• [Work item] Counting only lines that contain "failed", how many are there in the records below? Give the figure alone.

▽

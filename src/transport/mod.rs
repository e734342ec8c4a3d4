//! Transport layer for intercepted DNS traffic.
//!
//! Provides UDP and TCP listeners that receive redirected queries from
//! clients and relay them through the [`Forwarder`].

pub mod tcp;
pub mod udp;

use std::net::SocketAddr;
use std::time::Duration;

use tokio::task::JoinSet;
use tracing::{debug, info, warn};

use crate::error::ForwardError;
use crate::forwarder::Forwarder;
use crate::stats::Stats;

/// Largest DNS message a UDP datagram can carry.
pub const MAX_UDP_MESSAGE_SIZE: usize = 65_535;

/// Transport protocol identifier.
#[derive(Debug, Clone, Copy, PartialEq, Eq)]
pub enum Protocol {
    Tcp,
    Udp,
}

impl Protocol {
    /// Upper-case name for log lines.
    pub fn as_str(self) -> &'static str {
        match self {
            Protocol::Tcp => "TCP",
            Protocol::Udp => "UDP",
        }
    }

    /// Lower-case name as iptables spells it.
    pub fn name(self) -> &'static str {
        match self {
            Protocol::Tcp => "tcp",
            Protocol::Udp => "udp",
        }
    }
}

/// Wait up to `grace` for in-flight handlers, then abort the rest.
async fn drain(tasks: &mut JoinSet<()>, grace: Duration, protocol: Protocol) {
    if tasks.is_empty() {
        return;
    }

    debug!(
        "[{}] waiting for {} in-flight handlers",
        protocol.as_str(),
        tasks.len()
    );
    let finished = tokio::time::timeout(grace, async {
        while tasks.join_next().await.is_some() {}
    })
    .await;

    if finished.is_err() {
        warn!(
            "[{}] aborting {} handlers still running after {:?}",
            protocol.as_str(),
            tasks.len(),
            grace
        );
        tasks.shutdown().await;
    }
}

/// Everything a query handler needs, shared across all handlers.
pub struct Relay {
    pub forwarder: Forwarder,
    pub stats: Stats,
    /// Answer failed queries with SERVFAIL instead of dropping them.
    pub servfail: bool,
    pub verbose: bool,
}

impl Relay {
    pub fn new(forwarder: Forwarder, servfail: bool, verbose: bool) -> Self {
        Self {
            forwarder,
            stats: Stats::new(),
            servfail,
            verbose,
        }
    }

    pub fn logger(&self, protocol: Protocol) -> QueryLogger {
        QueryLogger::new(protocol, self.verbose)
    }
}

/// Logger for DNS query events.
///
/// Successful queries log at `info` when verbose and `debug` otherwise.
pub struct QueryLogger {
    protocol: Protocol,
    verbose: bool,
}

impl QueryLogger {
    pub fn new(protocol: Protocol, verbose: bool) -> Self {
        Self { protocol, verbose }
    }

    pub fn forwarded(
        &self,
        domain: &str,
        total_ms: f64,
        upstream_ms: f64,
        upstream: SocketAddr,
        from: SocketAddr,
    ) {
        if self.verbose {
            info!(
                "[{}] {} FORWARDED total={:.3}ms upstream={:.3}ms via {} (from {})",
                self.protocol.as_str(),
                domain,
                total_ms,
                upstream_ms,
                upstream,
                from
            );
        } else {
            debug!(
                "[{}] {} FORWARDED total={:.3}ms upstream={:.3}ms via {} (from {})",
                self.protocol.as_str(),
                domain,
                total_ms,
                upstream_ms,
                upstream,
                from
            );
        }
    }

    pub fn failed(
        &self,
        domain: &str,
        total_ms: f64,
        from: SocketAddr,
        error: &ForwardError,
        servfail: bool,
    ) {
        let outcome = if servfail { "SERVFAIL" } else { "DROPPED" };
        warn!(
            "[{}] {} {} total={:.3}ms (from {}): {}",
            self.protocol.as_str(),
            domain,
            outcome,
            total_ms,
            from,
            error
        );
    }

    pub fn malformed(&self, from: SocketAddr, reason: &dyn std::fmt::Display) {
        debug!(
            "[{}] malformed message from {}: {}",
            self.protocol.as_str(),
            from,
            reason
        );
    }
}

△

• [Problem solution] 2